While most government benefit cards and payroll cards—prepaid debit cards that are reloaded with your paycheck—are subject to all federal consumer protection laws, reloadable prepaid debit cards have no guarantee against unauthorized transactions. That means you can lose whatever balance you have left on the card. However, the cards do come with consumer protection provided by the brands. “The zero-liability policies of the card brands—Visa, MasterCard, Discover, American Express—are more protective of a prepaid card holder than the federal regulations,” says attorney Terry Maher, general counsel for the Network Branded Prepaid Card Association. He adds that prepaid debit cards allow charge-backs (which come into play if there’s a dispute over goods and services purchased) and provide protection if your card is lost or stolen. But if a gift card is lost or stolen, its user won’t receive any protection against the loss.


“You might decide to give your college kid a prepaid card for his or her books or expenses,” says Hardekopf. “That puts a limit on what your child can spend.” Bridgforth adds that prepaid cards can also be used to curb one’s spendaholic tendencies. “Some people can’t handle having a lot of cash on hand, because just seeing that money in a wallet or bank account tempts them to spend impulsively.”


You needn’t view prepaid debit cards and traditional debit or credit cards as mutually exclusive: You may have a debit card associated with a checking account, yet you may also choose to set aside money for a vacation or other major purchase on a prepaid card. “The appeal of a prepaid card is that once the money is gone, it’s gone—you can’t overspend,” says Hardekopf.
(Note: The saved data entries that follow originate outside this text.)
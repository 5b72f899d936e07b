//! The per-module rewrite record that owns all type contexts.
//!
//! Rewriting a module happens in two phases. While registration is open, one
//! [`TypeRewriteContext`] is created per original type; each registers its new type in the
//! output module. After [`AssemblyRewriteContext::close_registration`], members are added and
//! deferred classifications resolved, both of which may look up any sibling context.

use std::sync::{
    atomic::{AtomicBool, Ordering},
    Arc,
};

use crossbeam_skiplist::SkipMap;
use dashmap::DashMap;

use crate::{
    metadata::{
        generics::{GenericParam, GenericParamOwner},
        module::ModuleDefRc,
        token::{Token, TokenTable},
        typesystem::{CilType, CilTypeRc},
    },
    rewrite::{
        classify,
        config::RewriteConfig,
        imports::Imports,
        types::{TypeRewriteContext, TypeRewriteContextRc, TypeRewriteSemantic},
    },
    Error::{DuplicateType, InvalidPhase, TypeNotFound},
    Result,
};

/// Owns the type contexts of one module and the collaborators they share
pub struct AssemblyRewriteContext {
    original_module: ModuleDefRc,
    new_module: ModuleDefRc,
    imports: Arc<dyn Imports>,
    config: RewriteConfig,
    registration_open: AtomicBool,
    contexts: boxcar::Vec<TypeRewriteContextRc>,
    by_original: SkipMap<Token, TypeRewriteContextRc>,
    by_new: SkipMap<Token, TypeRewriteContextRc>,
    by_original_name: DashMap<String, TypeRewriteContextRc>,
}

impl AssemblyRewriteContext {
    /// Create the context for rewriting `original_module` into `new_module`
    ///
    /// ## Arguments
    /// * 'original_module' - The stripped input module
    /// * 'new_module'      - The output module receiving the rewritten types
    /// * 'imports'         - Resolver for injected references
    /// * 'config'          - Naming and emission options
    pub fn new(
        original_module: ModuleDefRc,
        new_module: ModuleDefRc,
        imports: Arc<dyn Imports>,
        config: RewriteConfig,
    ) -> Arc<Self> {
        Arc::new(AssemblyRewriteContext {
            original_module,
            new_module,
            imports,
            config,
            registration_open: AtomicBool::new(true),
            contexts: boxcar::Vec::new(),
            by_original: SkipMap::new(),
            by_new: SkipMap::new(),
            by_original_name: DashMap::new(),
        })
    }

    /// Create an empty output type for `original` under `name`
    ///
    /// The new type gets a fresh token of the output module, the original's flavor, namespace
    /// and flags, and one generic parameter per generic parameter of the original.
    ///
    /// # Errors
    /// Returns [`crate::Error::LockError`] if the token allocator lock is poisoned.
    pub fn create_new_type(&self, original: &CilType, name: &str) -> Result<CilTypeRc> {
        let token = self.new_module.allocate_type_token()?;
        let new_type = Arc::new(CilType::new(
            token,
            original.flavor,
            &original.namespace,
            name,
            original.flags,
        ));

        for (_, param) in original.generic_params.iter() {
            new_type.generic_params.push(Arc::new(GenericParam::new(
                self.new_module.allocate_token(TokenTable::GENERIC_PARAM)?,
                param.number,
                &param.name,
                GenericParamOwner::Type(token),
            )));
        }

        Ok(new_type)
    }

    /// Create and register the context for `original`
    ///
    /// `new_type` is registered in the output module.
    ///
    /// # Errors
    /// Returns [`crate::Error::InvalidPhase`] after registration was closed,
    /// [`crate::Error::TypeNotFound`] if `original` is not a type of the input module,
    /// [`crate::Error::DuplicateType`] if `original` already has a context or the token of
    /// `new_type` is taken, and any error of [`TypeRewriteContext::new`].
    pub fn create_type_context(
        self: &Arc<Self>,
        original: &CilTypeRc,
        new_type: CilTypeRc,
        semantic: TypeRewriteSemantic,
    ) -> Result<TypeRewriteContextRc> {
        if !self.registration_open.load(Ordering::Acquire) {
            return Err(InvalidPhase(format!(
                "type registration is closed, cannot add {}",
                original.fullname()
            )));
        }

        match self.original_module.get(&original.token) {
            Some(registered) if Arc::ptr_eq(&registered, original) => {}
            _ => return Err(TypeNotFound(original.token)),
        }

        if self.by_original.contains_key(&original.token) {
            return Err(DuplicateType(original.token));
        }
        if self.new_module.get(&new_type.token).is_some() {
            return Err(DuplicateType(new_type.token));
        }

        let context = Arc::new(TypeRewriteContext::new(
            Arc::downgrade(self),
            original.clone(),
            new_type.clone(),
            semantic,
        )?);
        self.new_module.insert(new_type.clone())?;

        self.by_original.insert(original.token, context.clone());
        self.by_new.insert(new_type.token, context.clone());
        self.by_original_name.insert(original.fullname(), context.clone());
        self.contexts.push(context.clone());
        Ok(context)
    }

    /// End the registration phase; no further contexts can be created
    pub fn close_registration(&self) {
        if self.registration_open.swap(false, Ordering::AcqRel) {
            tracing::debug!(
                "{}: registration closed with {} types",
                self.original_module.name,
                self.contexts.count()
            );
        }
    }

    /// Returns true while contexts can still be created
    pub fn is_registration_open(&self) -> bool {
        self.registration_open.load(Ordering::Acquire)
    }

    pub(crate) fn ensure_registration_closed(&self) -> Result<()> {
        if self.is_registration_open() {
            return Err(InvalidPhase(
                "members can only be added after type registration is closed".to_string(),
            ));
        }
        Ok(())
    }

    /// Run `add_members` on every context in registration order
    ///
    /// # Errors
    /// Returns the first error of [`TypeRewriteContext::add_members`].
    pub fn add_all_members(&self) -> Result<()> {
        self.ensure_registration_closed()?;
        for (_, context) in self.contexts.iter() {
            context.add_members()?;
        }
        Ok(())
    }

    /// Finish the classification of every context left `NotComputed`
    ///
    /// # Errors
    /// Returns [`crate::Error::InvalidPhase`] while registration is open.
    pub fn resolve_type_specifics(&self) -> Result<()> {
        self.ensure_registration_closed()?;
        for (_, context) in self.contexts.iter() {
            classify::resolve(context, self)?;
        }
        Ok(())
    }

    /// The context of exactly `original`
    ///
    /// # Errors
    /// Returns [`crate::Error::TypeNotFound`] if `original` has no context.
    pub fn get_context_for_original_type(
        &self,
        original: &CilTypeRc,
    ) -> Result<TypeRewriteContextRc> {
        self.try_get_context_for_original_type(original)
            .ok_or(TypeNotFound(original.token))
    }

    /// The context of exactly `original`, if any
    pub fn try_get_context_for_original_type(
        &self,
        original: &CilTypeRc,
    ) -> Option<TypeRewriteContextRc> {
        self.by_original
            .get(&original.token)
            .map(|entry| entry.value().clone())
            .filter(|context| Arc::ptr_eq(context.original_type(), original))
    }

    /// The context that emitted `new_type`
    ///
    /// # Errors
    /// Returns [`crate::Error::TypeNotFound`] if `new_type` was not emitted by this context.
    pub fn get_context_for_new_type(&self, new_type: &CilTypeRc) -> Result<TypeRewriteContextRc> {
        self.by_new
            .get(&new_type.token)
            .map(|entry| entry.value().clone())
            .filter(|context| Arc::ptr_eq(context.new_type(), new_type))
            .ok_or(TypeNotFound(new_type.token))
    }

    /// The context of the original type with full name `fullname`
    pub fn try_get_context_by_original_name(&self, fullname: &str) -> Option<TypeRewriteContextRc> {
        self.by_original_name
            .get(fullname)
            .map(|entry| entry.value().clone())
    }

    /// All contexts in registration order
    pub fn types(&self) -> impl Iterator<Item = &TypeRewriteContextRc> {
        self.contexts.iter().map(|(_, context)| context)
    }

    /// The stripped input module
    pub fn original_module(&self) -> &ModuleDefRc {
        &self.original_module
    }

    /// The output module
    pub fn new_module(&self) -> &ModuleDefRc {
        &self.new_module
    }

    /// Resolver for injected references
    pub fn imports(&self) -> &dyn Imports {
        self.imports.as_ref()
    }

    /// Naming and emission options
    pub fn config(&self) -> RewriteConfig {
        self.config
    }
}

impl std::fmt::Debug for AssemblyRewriteContext {
    fn fmt(&self, f: &mut std::fmt::Formatter<'_>) -> std::fmt::Result {
        f.debug_struct("AssemblyRewriteContext")
            .field("original_module", &self.original_module.name)
            .field("new_module", &self.new_module.name)
            .field("types", &self.contexts.count())
            .field("registration_open", &self.is_registration_open())
            .finish_non_exhaustive()
    }
}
If your finances are in flux—bills are overdue, late fees are adding up, and creditors are calling—it can be difficult to manage a checking account properly. This situation may lead to overdraft fees as high as $35 a pop. The best solution might be a Band-Aid in the form of a carefully chosen prepaid debit card that you use only during an economically volatile time. As you stabilize your cash flow, you can slowly work your way back to the responsible use of a checking account or credit card. Just be sure that if you decide to get a prepaid debit card, choose the one that will cost you the least in fees, given your unique financial circumstances.


Selecting one method of managing your finances and sticking with it indefinitely is a mistake. Continually reevaluate your situation and decide which option is right for you based on what’s happening today—and what you’re planning for tomorrow.


Certified financial planner D. Crystal Alford-Cooper, president of the Association of African American Financial Advisors, says resources are popping up all over the country that can help consumers manage a less-than-perfect financial history, reducing the need for prepaid cards. Says Alford-Cooper: “There’s a program called Bank on DC [in Washington, D.C.] that gives people with poor credit histories a second chance to open up a checking account.” She encourages consumers to seek out similar programs in their cities and states.


Are you looking to build or restore your credit history? Do you want to make a big-ticket purchase—one that might require a bank loan—in the next few years? If so, a secured credit card that requires you to put down a specified amount of cash as collateral may be a better option than a prepaid debit card. Though you will fork over an annual fee and pay interest on your monthly unpaid balance, you’ll also be building a credit profile with a secured card, because how you manage the account will be reported to the big three bureaus (Equifax, TransUnion and Experian). Whatever your choice, there’s no one-size-fits-all approach to how you should handle your cash. But there’s a single rule that will ensure you hang on to the maximum of what you work so hard to earn: Evaluate all your options before signing on the dotted line.